• Entries supplied:
:::::
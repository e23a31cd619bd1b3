//! Frame lineage queries over a unit.
//!
//! Teardown lowering needs to know which op *established* the frame a
//! value refers to, and whether the frame enclosing it belongs to
//! resumed code. Frame pointers reach a teardown through arbitrary
//! chains of copies and join parameters, so both queries chase
//! definitions until they land on `DefFp` or `DefInlineFp`. Results
//! are recomputed per query; nothing here is cached.
use crate::ir::{IrUnit, Op, Tmp};

/// Resolve a frame-pointer value to the index of the op that
/// established it.
///
/// Chases through `Mov` and `DefLabel` definitions with a worklist.
/// Join parameters are resolved through every incoming branch, and all
/// of them must agree on a single establishing op. Loop-carried joins
/// are fine; the visited set cuts the cycle.
pub fn resolve_fp(unit: &IrUnit, fp: Tmp) -> usize {
    let mut worklist = vec![fp];
    let mut seen = vec![false; unit.num_tmps()];
    let mut landing: Option<usize> = None;

    while let Some(t) = worklist.pop() {
        if seen[t.0 as usize] {
            continue;
        }
        seen[t.0 as usize] = true;

        let def = unit
            .def_site(t)
            .unwrap_or_else(|| crate::ice!("use of undefined value {t}"));

        match &unit.ops[def] {
            Op::DefFp { .. } | Op::DefInlineFp { .. } => match landing {
                None => landing = Some(def),
                Some(prev) if prev == def => {}
                Some(prev) => crate::ice!(
                    "frame pointer {fp} resolves to two establishing ops ({prev} and {def})"
                ),
            },
            Op::Mov { src, .. } => worklist.push(*src),
            Op::DefLabel { label, params } => {
                let pos = params
                    .iter()
                    .position(|p| *p == t)
                    .unwrap_or_else(|| crate::ice!("{t} not among the parameters of {label}"));
                let mut incoming = 0usize;
                for op in &unit.ops {
                    if let Op::Br { label: l, args } = op {
                        if l != label {
                            continue;
                        }
                        if args.len() != params.len() {
                            crate::ice!(
                                "branch to {label} passes {} arguments for {} parameters",
                                args.len(),
                                params.len()
                            );
                        }
                        worklist.push(args[pos]);
                        incoming += 1;
                    }
                }
                if incoming == 0 {
                    crate::ice!("no branch passes a value for {t} into {label}");
                }
            }
            other => crate::ice!("frame pointer {fp} defined by a non-frame op: {other:?}"),
        }
    }

    landing.unwrap_or_else(|| crate::ice!("no establishing definition for {fp}"))
}

/// Whether the frame *enclosing* the inlined frame `fp` belongs to
/// resumed code.
///
/// `fp` must resolve to a `DefInlineFp`; the entry frame has no
/// enclosing inline caller and tearing it down this way is a bug. The
/// answer is the resume mode at the op that established the caller's
/// frame: a heap-resident caller means the callee record's saved
/// frame pointer is the only way back, while a stack-resident caller
/// sits at a fixed offset.
pub fn is_resumed_parent(unit: &IrUnit, fp: Tmp) -> bool {
    let callee_def = resolve_fp(unit, fp);
    let parent = match &unit.ops[callee_def] {
        Op::DefInlineFp { fp: parent, .. } => *parent,
        Op::DefFp { .. } => crate::ice!("inline teardown of the entry frame {fp}"),
        other => crate::ice!("resolved frame op is not a definition: {other:?}"),
    };
    let parent_def = resolve_fp(unit, parent);
    unit.markers[parent_def].mode.is_resumed()
}

#[cfg(test)]
mod tests {
    use super::*;
    use crate::frame::SpOff;
    use crate::ir::{FuncId, InlineFrameData, Label, Marker, ResumeMode, Ty};

    fn m(mode: ResumeMode) -> Marker {
        Marker { bc_off: 0, mode }
    }

    fn frame_data() -> InlineFrameData {
        InlineFrameData {
            func: FuncId(1),
            sp_off: SpOff(2),
            call_off: 8,
            dynamic_name: false,
            async_eager_return: false,
        }
    }

    /// Entry frame + one inlined frame, with the entry def carrying
    /// the given resume mode.
    fn two_level_unit(entry_op_mode: ResumeMode) -> (IrUnit, Tmp, Tmp) {
        let mut u = IrUnit::new(ResumeMode::Normal);
        let fp = u.tmp(Ty::FramePtr);
        let sp = u.tmp(Ty::StkPtr);
        let ar = u.tmp(Ty::FramePtr);
        u.push(Op::DefFp { dst: fp }, m(entry_op_mode));
        u.push(Op::DefSp { dst: sp }, m(ResumeMode::Normal));
        u.push(
            Op::DefInlineFp {
                dst: ar,
                sp,
                fp,
                data: frame_data(),
            },
            m(ResumeMode::Normal),
        );
        (u, fp, ar)
    }

    #[test]
    fn resolves_direct_definition() {
        let (u, fp, ar) = two_level_unit(ResumeMode::Normal);
        assert_eq!(resolve_fp(&u, fp), 0);
        assert_eq!(resolve_fp(&u, ar), 2);
    }

    #[test]
    fn resolves_through_mov_chain() {
        let (mut u, _, ar) = two_level_unit(ResumeMode::Normal);
        let a = u.tmp(Ty::FramePtr);
        let b = u.tmp(Ty::FramePtr);
        u.push(Op::Mov { dst: a, src: ar }, m(ResumeMode::Normal));
        u.push(Op::Mov { dst: b, src: a }, m(ResumeMode::Normal));

        assert_eq!(resolve_fp(&u, b), 2);
    }

    #[test]
    fn resolves_through_converging_join() {
        let (mut u, _, ar) = two_level_unit(ResumeMode::Normal);
        let alias = u.tmp(Ty::FramePtr);
        let p = u.tmp(Ty::FramePtr);
        u.push(Op::Mov { dst: alias, src: ar }, m(ResumeMode::Normal));
        u.push(
            Op::Br {
                label: Label(0),
                args: vec![ar],
            },
            m(ResumeMode::Normal),
        );
        u.push(
            Op::Br {
                label: Label(0),
                args: vec![alias],
            },
            m(ResumeMode::Normal),
        );
        u.push(
            Op::DefLabel {
                label: Label(0),
                params: vec![p],
            },
            m(ResumeMode::Normal),
        );

        assert_eq!(resolve_fp(&u, p), 2);
    }

    #[test]
    fn loop_carried_join_terminates() {
        let (mut u, _, ar) = two_level_unit(ResumeMode::Normal);
        let p = u.tmp(Ty::FramePtr);
        u.push(
            Op::Br {
                label: Label(0),
                args: vec![ar],
            },
            m(ResumeMode::Normal),
        );
        u.push(
            Op::DefLabel {
                label: Label(0),
                params: vec![p],
            },
            m(ResumeMode::Normal),
        );
        // Back edge feeding the parameter to itself.
        u.push(
            Op::Br {
                label: Label(0),
                args: vec![p],
            },
            m(ResumeMode::Normal),
        );

        assert_eq!(resolve_fp(&u, p), 2);
    }

    #[test]
    fn parent_mode_read_from_establishing_op() {
        let (u, _, ar) = two_level_unit(ResumeMode::Normal);
        assert!(!is_resumed_parent(&u, ar));

        let (u, _, ar) = two_level_unit(ResumeMode::Async);
        assert!(is_resumed_parent(&u, ar));

        let (u, _, ar) = two_level_unit(ResumeMode::Generator);
        assert!(is_resumed_parent(&u, ar));
    }

    #[test]
    fn nested_frames_classify_against_their_own_parent() {
        // Entry frame is resumed, but the middle inline frame is not:
        // the innermost teardown must look at the middle frame's
        // establishing op, not the unit entry.
        let (mut u, _, ar1) = two_level_unit(ResumeMode::Async);
        let sp = Tmp(1);
        let ar2 = u.tmp(Ty::FramePtr);
        u.push(
            Op::DefInlineFp {
                dst: ar2,
                sp,
                fp: ar1,
                data: frame_data(),
            },
            m(ResumeMode::Normal),
        );

        assert!(is_resumed_parent(&u, ar1));
        assert!(!is_resumed_parent(&u, ar2));
    }

    #[test]
    #[should_panic(expected = "internal compiler error")]
    fn entry_frame_teardown_is_rejected() {
        let (u, fp, _) = two_level_unit(ResumeMode::Normal);
        is_resumed_parent(&u, fp);
    }

    #[test]
    #[should_panic(expected = "internal compiler error")]
    fn divergent_join_is_rejected() {
        let (mut u, fp, ar1) = two_level_unit(ResumeMode::Normal);
        let sp = Tmp(1);
        let ar2 = u.tmp(Ty::FramePtr);
        let p = u.tmp(Ty::FramePtr);
        u.push(
            Op::DefInlineFp {
                dst: ar2,
                sp,
                fp,
                data: frame_data(),
            },
            m(ResumeMode::Normal),
        );
        u.push(
            Op::Br {
                label: Label(0),
                args: vec![ar1],
            },
            m(ResumeMode::Normal),
        );
        u.push(
            Op::Br {
                label: Label(0),
                args: vec![ar2],
            },
            m(ResumeMode::Normal),
        );
        u.push(
            Op::DefLabel {
                label: Label(0),
                params: vec![p],
            },
            m(ResumeMode::Normal),
        );

        resolve_fp(&u, p);
    }

    #[test]
    #[should_panic(expected = "internal compiler error")]
    fn non_frame_definition_is_rejected() {
        let mut u = IrUnit::new(ResumeMode::Normal);
        let t = u.tmp(Ty::FramePtr);
        u.push(Op::Const { dst: t, val: 0 }, m(ResumeMode::Normal));
        resolve_fp(&u, t);
    }

    #[test]
    #[should_panic(expected = "internal compiler error")]
    fn join_without_incoming_branch_is_rejected() {
        let mut u = IrUnit::new(ResumeMode::Normal);
        let p = u.tmp(Ty::FramePtr);
        u.push(
            Op::DefLabel {
                label: Label(0),
                params: vec![p],
            },
            m(ResumeMode::Normal),
        );
        resolve_fp(&u, p);
    }
}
:::::
• Your objective: Work through the material above. Then report how many of its lines contain "other", and only that.

• Exercise solution: 2